Sunday, August 22, 2021

Scythe, Wingspan, no one to extensively playtest with

 





Went over again last Friday and played another game of Scythe. I came in second again. It was another six player game, yet it still went by fairly quickly. maybe because everyone was familiar with it and knew what they were doing. 

My goal is to improve to the point that come Christmas or late November I'll be able to beat Alex at a game of Scythe. I cannot remember for the life of me if the Scythe my family owns still only has the tiny board or if they got the board piece that expands it into the giant board. If not, then the next Scythe thing they should get is the giant board addition. It's only $12 on Amazon and way worth it.

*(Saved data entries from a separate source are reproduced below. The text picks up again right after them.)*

pub mod config;
pub mod error;
pub mod feed;
pub mod http;
pub mod metrics_server;
pub mod observability;
pub mod report;
pub mod services;
pub mod store;
pub mod transform;

#[cfg(test)]
pub(crate) mod test_support;

pub use error::{AppError, Result};
pub use http::{create_router, AppState};
pub use report::{HourlyReport, Report};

My cousin Alicia Marr sent me this article the other day: How Wingspan became a Surprise Blockbuster. It's an awesome article and got me to introspect. In the article it talks about how the designer, Hargrave, spent four years working on it and playtesting it every week. A quote from the article states, "The numbers work in Wingspan. What seems at the beginning like a set of coincidences or accidents reveal themselves by game's end as a cleverly designed system that ensures everyone finds a way to score points."

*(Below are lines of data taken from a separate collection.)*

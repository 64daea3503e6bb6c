//! Hourly aggregation of stored interval readings into a cost report.

use std::collections::BTreeMap;

use meter_client::domain::IntervalReading;
use rust_decimal::Decimal;
use serde::{Deserialize, Serialize};
use time::{macros::format_description, OffsetDateTime};

use crate::error::{AppError, ReportGenerationReason, Result};

const SECONDS_PER_HOUR: i64 = 3600;

#[derive(Debug, Clone, PartialEq, Serialize, Deserialize)]
#[serde(rename_all = "camelCase")]
pub struct HourlyReport {
    /// `YYYY-MM-DD HH:00`, UTC.
    pub hour: String,
    pub kwh_used: i64,
    pub cost: Decimal,
}

#[derive(Debug, Clone, PartialEq, Serialize, Deserialize)]
#[serde(rename_all = "camelCase")]
pub struct Report {
    pub meter_id: String,
    pub total_energy: i64,
    pub total_cost: Decimal,
    pub hourly_reports: Vec<HourlyReport>,
}

/// Start of the UTC hour containing `ts` (epoch seconds).
pub fn hour_start(ts: i64) -> i64 {
    ts.div_euclid(SECONDS_PER_HOUR) * SECONDS_PER_HOUR
}

pub fn hour_label(hour_start: i64) -> Option<String> {
    let at = OffsetDateTime::from_unix_timestamp(hour_start).ok()?;
    at.format(format_description!("[year]-[month]-[day] [hour]:00")).ok()
}

/// Group `readings` by UTC start hour and price each hour at `kwh_price`.
///
/// Hours without readings are omitted. Entries are ordered by hour label.
pub fn aggregate(
    meter_id: &str,
    readings: &[IntervalReading],
    kwh_price: Decimal,
) -> Result<Report> {
    let fail = |reason: ReportGenerationReason| AppError::report_generation(meter_id, reason);
    let overflow =
        |what: &str| fail(ReportGenerationReason::Arithmetic(format!("{what} overflowed")));
    // rust_decimal rounds instead of failing once a result needs more than
    // 28 significant digits; a scale below the price's means digits were lost.
    let exact = |value: Option<Decimal>, what: &str| match value {
        Some(mut v) if v.is_zero() => {
            v.rescale(kwh_price.scale());
            Ok(v)
        }
        Some(v) if v.scale() >= kwh_price.scale() => Ok(v),
        Some(_) => Err(fail(ReportGenerationReason::Arithmetic(format!(
            "{what} exceeds decimal precision"
        )))),
        None => Err(overflow(what)),
    };

    if readings.is_empty() {
        return Err(fail(ReportGenerationReason::NoReadings));
    }

    let mut buckets: BTreeMap<i64, i64> = BTreeMap::new();
    for r in readings {
        let kwh = buckets.entry(hour_start(r.start_timestamp)).or_insert(0);
        *kwh = kwh.checked_add(r.reading_value).ok_or_else(|| overflow("hourly kWh"))?;
    }

    let mut hourly_reports = Vec::with_capacity(buckets.len());
    for (start, kwh_used) in buckets {
        let hour = hour_label(start).ok_or_else(|| {
            fail(ReportGenerationReason::Arithmetic(format!(
                "hour starting at {start} cannot be rendered as a date"
            )))
        })?;
        let cost = exact(kwh_price.checked_mul(Decimal::from(kwh_used)), "hourly cost")?;
        hourly_reports.push(HourlyReport { hour, kwh_used, cost });
    }
    hourly_reports.sort_by(|a, b| a.hour.cmp(&b.hour));

    let mut total_energy: i64 = 0;
    let mut total_cost = Decimal::ZERO;
    for h in &hourly_reports {
        total_energy = total_energy
            .checked_add(h.kwh_used)
            .ok_or_else(|| overflow("total kWh"))?;
        total_cost = exact(total_cost.checked_add(h.cost), "total cost")?;
    }

    Ok(Report {
        meter_id: meter_id.to_string(),
        total_energy,
        total_cost,
        hourly_reports,
    })
}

And therein lies my feelings of hopelessness. How am I ever going to get a game published, or be the very best it can be, if I can't playtest it? I want my games to be the very very best they can be. Wingspan took hundreds of iterations to be where it is now. Look at this prototype for Scythe: 
How many different prototype stages did that game go through? Hundreds and hundreds, probably. Getting the different land masses to produce the right thing and having the different factions and boards balanced--it probably took an entire army working on it to get everything right.

And I have nothing.

I have game ideas, sure. And I can make prototypes, sure. But that's where it hits the wall. That's all I can do. Some games, such as We Three Kings and Newlands, I playtested with myself dozens of times, being all the players and going around the table. But what about games where there's secret information? 

What about games that have multiple paths to victory (the kind of game I love and want to make)? Jamey Stegmaier says everyone plays slightly differently, and if I only play games with myself, I'm only getting one perspective. When I made Somerset I made the magic system but never really used it. It was only when I played with other players that they used the magic system and cast spells and did really well that I thought it could be a viable strategy.

*Sigh* If I seem really down in this post, it's because I don't know what to do. There is one hope, and that's if there's a group in Mesa that gets together to playtest games, I could hopefully join in and hopefully do something more. There is that guy Jay from a few weeks ago. I now know his actual last name now (I was wrong in my other post) and so I guess my next steps are contacting him and going from there.

Otherwise, I'm stuck being unable to playtest in a world where playtesting is the single most important thing to creating a great game.